The role of endothelin-1 in vascular remodeling in vivo

Abstract

See article by Dao et al. [4] (pages 61–68) in this issue. Vascular smooth muscle cells (VSMCs) are a major component of the arterial wall and play a critical role in the development of occlusive vascular lesions. In normal vessels, VSMCs are quiescent, differentiated, and contractile and function to maintain vascular tone and blood pressure. In pathological processes such as the response to vascular injury, VSMCs undergo a phenotypic transition whereby they proliferate, migrate from the medial to the intimal layer, and lead to neointimal formation and subsequent vascular remodeling. These resultant vascular changes contribute to the pathological basis of atherosclerosis and restenosis that occur after revascularization procedures such as angioplasty, stenting, and bypass grafting. Endothelin-1 (ET-1) is a potent 21-amino acid vasoconstrictor peptide. ET-1 is mainly generated from the endothelium of blood vessels and functions in a paracrine or autocrine manner on ETA and ETB receptors. These receptors present on VSMCs have been shown to induce contraction and stimulate cell hypertrophy and/or hyperplasia, while endothelial ETB receptors stimulate the production of nitric oxide and prostacyclin and accordingly elicit vasorelaxation. Accumulating evidence indicates that endogenous ET-1 is involved in the vascular remodeling in cardiovascular diseases. For example, local ET-1 production has been shown to be increased in vascular lesions, in neointimal formation after vascular injury, and in atherosclerosis, hypercholesterolemia, and hypertension. Indeed, the administration of ET receptor antagonists reduced the neointimal formation after vascular injury and prevented vascular remodeling in deoxycorticosterone acetate (DOCA)-salt hypertensive rats; this suggested the possibility that ET-1 induces VSMC hyperplasia in this process in vivo.

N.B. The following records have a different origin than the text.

//! Texture decoding and the shared texture blob.

use std::collections::HashMap;
use std::path::{Path, PathBuf};

use bytemuck::{Pod, Zeroable};
use image::{DynamicImage, ImageReader};

use super::resource::ResourceContext;
use crate::util::{Error, Result};

/// Pixel layout of a baked texture.
#[repr(u32)]
#[derive(Debug, Clone, Copy, PartialEq, Eq, Hash)]
pub enum TextureFormat {
    Luminance8 = 0,
    Luminance32F = 1,
    Rgba8 = 2,
    Rgba32F = 3,
}

impl TextureFormat {
    pub fn from_u32(v: u32) -> Option<Self> {
        match v {
            0 => Some(Self::Luminance8),
            1 => Some(Self::Luminance32F),
            2 => Some(Self::Rgba8),
            3 => Some(Self::Rgba32F),
            _ => None,
        }
    }

    pub fn bytes_per_pixel(self) -> usize {
        match self {
            Self::Luminance8 => 1,
            Self::Luminance32F | Self::Rgba8 => 4,
            Self::Rgba32F => 16,
        }
    }
}

/// Decoded texture pixels.
#[derive(Debug, Clone, PartialEq)]
pub struct Texture {
    pub format: TextureFormat,
    pub width: u32,
    pub height: u32,
    pub data: Vec<u8>,
}

impl Texture {
    /// Decode an image file.
    ///
    /// Single-channel images become luminance, three and four channel images
    /// become RGBA. 8-bit sources stay 8-bit, everything else is converted to
    /// 32-bit float.
    pub fn load(path: &Path) -> Result<Self> {
        let err = |reason: String| Error::Texture {
            path: path.to_path_buf(),
            reason,
        };

        let img = ImageReader::open(path)
            .map_err(|e| err(e.to_string()))?
            .with_guessed_format()
            .map_err(|e| err(e.to_string()))?
            .decode()
            .map_err(|e| err(e.to_string()))?;

        Self::from_image(&img).map_err(err)
    }

    pub fn from_image(img: &DynamicImage) -> std::result::Result<Self, String> {
        let color = img.color();
        let channels = color.channel_count();
        let eight_bit = color.bytes_per_pixel() == channels;
        let (width, height) = (img.width(), img.height());

        let (format, data) = match (channels, eight_bit) {
            (1, true) => (TextureFormat::Luminance8, img.to_luma8().into_raw()),
            (1, false) => (
                TextureFormat::Luminance32F,
                bytemuck::cast_slice(img.to_luma32f().as_raw()).to_vec(),
            ),
            (3 | 4, true) => (TextureFormat::Rgba8, img.to_rgba8().into_raw()),
            (3 | 4, false) => (
                TextureFormat::Rgba32F,
                bytemuck::cast_slice(img.to_rgba32f().as_raw()).to_vec(),
            ),
            (n, _) => return Err(format!("unsupported channel count {n}")),
        };

        Ok(Self {
            format,
            width,
            height,
            data,
        })
    }
}

/// Location of one texture inside the blob (24 bytes).
#[repr(C)]
#[derive(Debug, Clone, Copy, PartialEq, Eq, Pod, Zeroable)]
pub struct TextureMetadata {
    pub format: u32,
    pub width: u32,
    pub height: u32,
    pub _pad: u32,
    /// Byte offset into the texture blob, always a multiple of 4.
    pub offset: u64,
}

/// Undo point for [`TextureStore::rollback`].
#[derive(Debug, Clone, Copy, PartialEq, Eq)]
pub struct TextureCheckpoint {
    data_len: usize,
    count: usize,
}

/// Deduplicated, dword-aligned texture blob.
#[derive(Debug, Default)]
pub struct TextureStore {
    data: Vec<u8>,
    metadata: Vec<TextureMetadata>,
    cache: HashMap<PathBuf, i32>,
}

impl TextureStore {
    pub fn new() -> Self {
        Self::default()
    }

    pub fn len(&self) -> usize {
        self.metadata.len()
    }

    pub fn is_empty(&self) -> bool {
        self.metadata.is_empty()
    }

    pub fn data(&self) -> &[u8] {
        &self.data
    }

    pub fn metadata(&self) -> &[TextureMetadata] {
        &self.metadata
    }

    /// Texture index for `name`, decoding it on first use.
    ///
    /// A name that does not resolve to a file is not an error: it logs a
    /// warning and yields -1.
    pub fn bake(&mut self, ctx: &ResourceContext, name: &str) -> Result<i32> {
        let Some(path) = ctx.resolve(name) else {
            tracing::warn!(texture = name, base = %ctx.base_dir().display(), "texture not found, ignoring");
            return Ok(-1);
        };

        if let Some(&index) = self.cache.get(&path) {
            return Ok(index);
        }

        let texture = Texture::load(&path)?;
        tracing::debug!(
            path = %path.display(),
            width = texture.width,
            height = texture.height,
            format = ?texture.format,
            "baked texture"
        );
        let index = self.push(texture);
        self.cache.insert(path, index);
        Ok(index)
    }

    /// Append pixels, padding the blob to a 4-byte boundary.
    pub fn push(&mut self, texture: Texture) -> i32 {
        let offset = self.data.len();
        self.data.extend_from_slice(&texture.data);
        let padded = self.data.len().next_multiple_of(4);
        self.data.resize(padded, 0);

        self.metadata.push(TextureMetadata {
            format: texture.format as u32,
            width: texture.width,
            height: texture.height,
            _pad: 0,
            offset: offset as u64,
        });
        (self.metadata.len() - 1) as i32
    }

    pub fn checkpoint(&self) -> TextureCheckpoint {
        TextureCheckpoint {
            data_len: self.data.len(),
            count: self.metadata.len(),
        }
    }

    /// Drop every texture added since `cp`.
    pub fn rollback(&mut self, cp: TextureCheckpoint) {
        self.data.truncate(cp.data_len);
        self.metadata.truncate(cp.count);
        self.cache.retain(|_, index| (*index as usize) < cp.count);
    }

    pub fn into_parts(self) -> (Vec<u8>, Vec<TextureMetadata>) {
        (self.data, self.metadata)
    }
}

However, several studies using cultured VSMCs showed that ET-1 stimulates VSMC hypertrophy but not hyperplasia in vitro [1–3]. Therefore, it is necessary to develop an understanding of the effect of ET-1 on VSMC hypertrophy and/or hyperplasia in vivo. In the current issue of Cardiovascular Research, Dao et al. [4] have examined the mitogenic or trophic effect of ET-1 in rat small mesenteric arteries in vivo and demonstrated that administration of low doses of ET-1 stimulated protein synthesis (hypertrophy) in the arteries, whereas high doses stimulated both protein and DNA synthesis (hyperplasia).